When Language Model Guides Vision: Grounding DINO for Cattle Muzzle Detection
Rabin Dulal, Lihong Zheng, Muhammad Ashad Kabir
TL;DR
This work tackles automated cattle muzzle detection by proposing a zero-shot framework that leverages Grounding DINO and natural language prompts to localize muzzles without task-specific training. By evaluating seven ZSD models across three diverse datasets, the authors demonstrate that Grounding DINO achieves the strongest performance (mAP@0.5 ≈ 0.768 and mAP@[0.50:0.95] ≈ 0.340) while remaining annotation-free, highlighting superior cross-domain generalization and deployment practicality. The study also contrasts zero-shot guidance with supervised YOLO methods, showing that lattice data requirements for supervised models are substantial, whereas the proposed approach enables scalable, low-cost muzzle localization across breeds and environments. Overall, the results indicate a promising direction for livestock monitoring where prompt-driven vision-language models can reduce labeling burdens and support rapid adaptation to new contexts, albeit with caveats around prompt design and potential language-model-related errors.
Abstract
Muzzle patterns are among the most effective biometric traits for cattle identification. Fast and accurate detection of the muzzle region as the region of interest is critical to automatic visual cattle identification.. Earlier approaches relied on manual detection, which is labor-intensive and inconsistent. Recently, automated methods using supervised models like YOLO have become popular for muzzle detection.
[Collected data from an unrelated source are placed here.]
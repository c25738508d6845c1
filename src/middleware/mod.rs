// ABOUTME: HTTP middleware for CORS and request correlation
// ABOUTME: Request ID generation, per-request tracing spans, and the request context extractor
//
// SPDX-License-Identifier: MIT OR Apache-2.0
// Copyright (c) 2025 Pierre Fitness Intelligence

pub mod cors;
pub mod request_id;

// CORS configuration
pub use cors::setup_cors;

// Request tracing and context management
pub use request_id::{create_request_span, PrefixedRequestId, RequestContext, REQUEST_ID_HEADER};
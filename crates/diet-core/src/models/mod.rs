// ABOUTME: Core data models for the nutrition service
// ABOUTME: Re-exports profile, targets, and persisted user record types
//
// SPDX-License-Identifier: MIT OR Apache-2.0
// Copyright (c) 2025 Pierre Fitness Intelligence

mod profile;
mod targets;

pub use profile::{Gender, Goal, Profile};
pub use targets::{MacroTargets, Targets};

use chrono::{DateTime, Utc};
use serde::{Deserialize, Serialize};

/// A user's stored profile with the targets computed from it
///
/// Keyed by `email`; a repeat submission overwrites `metrics` and `targets`
/// and keeps `created_at`.
#[derive(Debug, Clone, Serialize, Deserialize, PartialEq)]
#[serde(rename_all = "camelCase")]
pub struct UserRecord {
    /// Display name
    pub name: String,
    /// Unique key
    pub email: String,
    /// Submitted profile
    pub metrics: Profile,
    /// Targets computed from `metrics`
    pub targets: Targets,
    /// First submission time
    pub created_at: DateTime<Utc>,
    /// Last submission time
    pub updated_at: DateTime<Utc>,
}
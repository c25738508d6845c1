// ABOUTME: Configuration management module for centralized server settings and parameters
// ABOUTME: Handles environment configs and nutrition calculator settings
//
// SPDX-License-Identifier: MIT OR Apache-2.0
// Copyright (c) 2025 Pierre Fitness Intelligence
//! Configuration module
//!
//! - **Environment**: Server configuration from environment variables
//! - **Nutrition**: Coefficients, offsets, and macro split presets for the target calculator

/// Environment and server configuration
pub mod environment;
/// Configuration error types
pub mod error;
/// Nutrition target calculator configuration
pub mod nutrition;

pub use environment::ServerConfig;
pub use error::ConfigError;
pub use nutrition::{MacroSplit, MacroSplitPreset, NutritionConfig};
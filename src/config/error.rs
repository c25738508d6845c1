// ABOUTME: Configuration error types for environment and nutrition settings
// ABOUTME: Raised when an environment value cannot be parsed or a setting is out of range
//
// SPDX-License-Identifier: MIT OR Apache-2.0
// Copyright (c) 2025 Pierre Fitness Intelligence

use thiserror::Error;

/// Configuration error types
#[derive(Debug, Error)]
pub enum ConfigError {
    /// A value could not be parsed
    #[error("Parse error: {0}")]
    Parse(String),

    /// Weights or fractions do not add up
    #[error("Invalid weights: {0}")]
    InvalidWeights(String),

    /// A value is outside its valid range
    #[error("Value out of range: {0}")]
    ValueOutOfRange(String),
}
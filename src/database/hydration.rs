// ABOUTME: Hydration log database operations
// ABOUTME: One glasses count per user per UTC calendar day
//
// SPDX-License-Identifier: MIT OR Apache-2.0
// Copyright (c) 2025 Pierre Fitness Intelligence

use super::Database;
use chrono::{NaiveDate, Utc};
use diet_core::errors::{AppError, AppResult};
use sqlx::Row;

impl Database {
    /// Glasses logged by `email` on `date`, if any
    ///
    /// # Errors
    ///
    /// Returns an error if the query fails
    pub async fn get_hydration(&self, email: &str, date: NaiveDate) -> AppResult<Option<u32>> {
        let row = sqlx::query(
            r"
            SELECT glasses FROM hydration_logs
            WHERE email = ?1 AND log_date = ?2
            ",
        )
        .bind(email)
        .bind(date.to_string())
        .fetch_optional(&self.pool)
        .await
        .map_err(|e| AppError::database(format!("Failed to get hydration log: {e}")))?;

        Ok(row.map(|row| {
            let glasses: i64 = row.get("glasses");
            u32::try_from(glasses).unwrap_or(0)
        }))
    }

    /// Add `delta` glasses to the count for `email` on `date` and return the new count
    ///
    /// The change is applied in a single statement and the stored count is
    /// clamped to `0..=daily_goal`, so concurrent updates never lose a glass.
    ///
    /// # Errors
    ///
    /// Returns an error if the database operation fails
    pub async fn apply_hydration_delta(
        &self,
        email: &str,
        date: NaiveDate,
        delta: i64,
        daily_goal: u32,
    ) -> AppResult<u32> {
        let goal = i64::from(daily_goal);
        // Anything past the goal saturates anyway; keeps the SQL sum in range
        let delta = delta.clamp(-goal, goal);

        let row = sqlx::query(
            r"
            INSERT INTO hydration_logs (email, log_date, glasses, updated_at)
            VALUES (?1, ?2, MAX(0, MIN(?4, ?3)), ?5)
            ON CONFLICT(email, log_date) DO UPDATE SET
                glasses = MAX(0, MIN(?4, glasses + ?3)),
                updated_at = ?5
            RETURNING glasses
            ",
        )
        .bind(email)
        .bind(date.to_string())
        .bind(delta)
        .bind(goal)
        .bind(Utc::now().to_rfc3339())
        .fetch_one(&self.pool)
        .await
        .map_err(|e| AppError::database(format!("Failed to update hydration log: {e}")))?;

        let glasses: i64 = row.get("glasses");
        Ok(u32::try_from(glasses).unwrap_or(0))
    }
}
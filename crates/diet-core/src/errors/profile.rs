// ABOUTME: Validation error raised when a biometric profile holds out-of-domain values
// ABOUTME: Names every offending field so callers can report them in one response
//
// SPDX-License-Identifier: MIT OR Apache-2.0
// Copyright (c) 2025 Pierre Fitness Intelligence

use serde::{Deserialize, Serialize};
use std::fmt;
use thiserror::Error;

/// Profile field that failed validation
#[derive(Debug, Clone, Copy, PartialEq, Eq, Hash, Serialize, Deserialize)]
#[serde(rename_all = "camelCase")]
pub enum ProfileField {
    /// Body weight in kilograms
    Weight,
    /// Height in centimeters
    Height,
    /// Age in years
    Age,
    /// Biological gender
    Gender,
    /// Activity multiplier
    ActivityFactor,
    /// Calorie goal
    Goal,
}

impl ProfileField {
    /// Wire name of the field
    #[must_use]
    pub const fn as_str(self) -> &'static str {
        match self {
            Self::Weight => "weight",
            Self::Height => "height",
            Self::Age => "age",
            Self::Gender => "gender",
            Self::ActivityFactor => "activityFactor",
            Self::Goal => "goal",
        }
    }
}

impl fmt::Display for ProfileField {
    fn fmt(&self, f: &mut fmt::Formatter<'_>) -> fmt::Result {
        f.write_str(self.as_str())
    }
}

/// A profile contained values outside their valid domain
///
/// Raised synchronously by the target calculator before any arithmetic runs,
/// so no partial result ever exists alongside it.
#[derive(Debug, Clone, PartialEq, Eq, Error)]
#[error("Invalid profile field(s): {}", join_fields(.fields))]
pub struct InvalidProfileError {
    fields: Vec<ProfileField>,
}

impl InvalidProfileError {
    /// Create an error naming the given fields (duplicates are dropped)
    #[must_use]
    pub fn new(fields: Vec<ProfileField>) -> Self {
        let mut unique = Vec::with_capacity(fields.len());
        for field in fields {
            if !unique.contains(&field) {
                unique.push(field);
            }
        }
        Self { fields: unique }
    }

    /// Create an error for a single field
    #[must_use]
    pub fn field(field: ProfileField) -> Self {
        Self::new(vec![field])
    }

    /// Fields that failed validation, in the order they were checked
    #[must_use]
    pub fn fields(&self) -> &[ProfileField] {
        &self.fields
    }

    /// Whether the given field is among the offending ones
    #[must_use]
    pub fn contains(&self, field: ProfileField) -> bool {
        self.fields.contains(&field)
    }
}

fn join_fields(fields: &[ProfileField]) -> String {
    fields
        .iter()
        .map(|f| f.as_str())
        .collect::<Vec<_>>()
        .join(", ")
}
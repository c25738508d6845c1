// ABOUTME: Hydration route handlers for the daily water intake counter
// ABOUTME: Reads and applies saturating changes to today's glasses count
//
// SPDX-License-Identifier: MIT OR Apache-2.0
// Copyright (c) 2025 Pierre Fitness Intelligence

use std::sync::Arc;

use axum::{
    extract::{rejection::JsonRejection, Path, State},
    response::IntoResponse,
    routing::get,
    Json, Router,
};
use chrono::{NaiveDate, Utc};
use diet_core::errors::AppResult;
use serde::{Deserialize, Serialize};
use tracing::debug;

use super::{json_rejection, normalize_email, ServerResources};
use crate::constants::routes;
use crate::intelligence::HydrationTracker;
use crate::middleware::RequestContext;

/// Body of `POST /api/hydration/:email`
#[derive(Debug, Clone, Copy, Deserialize)]
pub struct HydrationUpdateRequest {
    /// Signed change in glasses
    pub delta: i64,
}

/// Today's hydration state
#[derive(Debug, Serialize)]
#[serde(rename_all = "camelCase")]
pub struct HydrationStatus {
    /// UTC calendar day
    pub date: NaiveDate,
    /// Glasses logged
    pub glasses: u32,
    /// Goal for the day
    pub daily_goal: u32,
    /// Fraction of the goal reached
    pub progress: f64,
    /// Whether the goal has been met
    pub complete: bool,
}

impl HydrationStatus {
    fn new(date: NaiveDate, tracker: &HydrationTracker) -> Self {
        Self {
            date,
            glasses: tracker.glasses(),
            daily_goal: tracker.daily_goal(),
            progress: tracker.progress(),
            complete: tracker.is_complete(),
        }
    }
}

/// Hydration routes
pub struct HydrationRoutes;

impl HydrationRoutes {
    /// Create all hydration routes
    pub fn routes(resources: Arc<ServerResources>) -> Router {
        Router::new()
            .route(
                routes::HYDRATION,
                get(Self::handle_get_hydration).post(Self::handle_update_hydration),
            )
            .with_state(resources)
    }

    /// GET `/api/hydration/:email` - Today's count
    async fn handle_get_hydration(
        State(resources): State<Arc<ServerResources>>,
        context: RequestContext,
        Path(email): Path<String>,
    ) -> AppResult<impl IntoResponse> {
        let today = Utc::now().date_naive();
        let tracker = Self::load_tracker(&resources, &email, today)
            .await
            .map_err(|e| e.with_request_id(context.request_id))?;

        Ok(Json(serde_json::json!({
            "success": true,
            "data": HydrationStatus::new(today, &tracker),
        })))
    }

    /// POST `/api/hydration/:email` - Apply a signed change to today's count
    async fn handle_update_hydration(
        State(resources): State<Arc<ServerResources>>,
        context: RequestContext,
        Path(email): Path<String>,
        body: Result<Json<HydrationUpdateRequest>, JsonRejection>,
    ) -> AppResult<impl IntoResponse> {
        Self::update_hydration(&resources, &email, body)
            .await
            .map_err(|e| e.with_request_id(context.request_id))
    }

    async fn update_hydration(
        resources: &ServerResources,
        email: &str,
        body: Result<Json<HydrationUpdateRequest>, JsonRejection>,
    ) -> AppResult<Json<serde_json::Value>> {
        let Json(update) = body.map_err(|e| json_rejection(&e))?;
        let email = normalize_email(email)?;
        let today = Utc::now().date_naive();
        let daily_goal = resources.config.hydration.daily_goal_glasses;

        let glasses = resources
            .database
            .apply_hydration_delta(email, today, update.delta, daily_goal)
            .await?;
        let tracker = HydrationTracker::new(glasses, daily_goal);
        debug!(email, glasses, "Updated hydration log");

        Ok(Json(serde_json::json!({
            "success": true,
            "data": HydrationStatus::new(today, &tracker),
        })))
    }

    async fn load_tracker(
        resources: &ServerResources,
        email: &str,
        date: NaiveDate,
    ) -> AppResult<HydrationTracker> {
        let email = normalize_email(email)?;
        let glasses = resources
            .database
            .get_hydration(email, date)
            .await?
            .unwrap_or_default();

        Ok(HydrationTracker::new(
            glasses,
            resources.config.hydration.daily_goal_glasses,
        ))
    }
}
Although effective, these methods require extensive annotated datasets and tend to be trained data-dependent, limiting their performance on new or unseen cattle. To address these limitations, this study proposes a zero-shot muzzle detection framework based on Grounding DINO, a vision-language model capable of detecting muzzles without any task-specific training or annotated data. This approach leverages natural language prompts to guide detection, enabling scalable and flexible muzzle localization across diverse breeds and environments. Our model achieves a mean Average Precision (mAP)@0.5 of 76.8\%, demonstrating promising performance without requiring annotated data. To our knowledge, this is the first research to provide a real-world, industry-oriented, and annotation-free solution for cattle muzzle detection. The framework offers a practical alternative to supervised methods, promising improved adaptability and ease of deployment in livestock monitoring applications.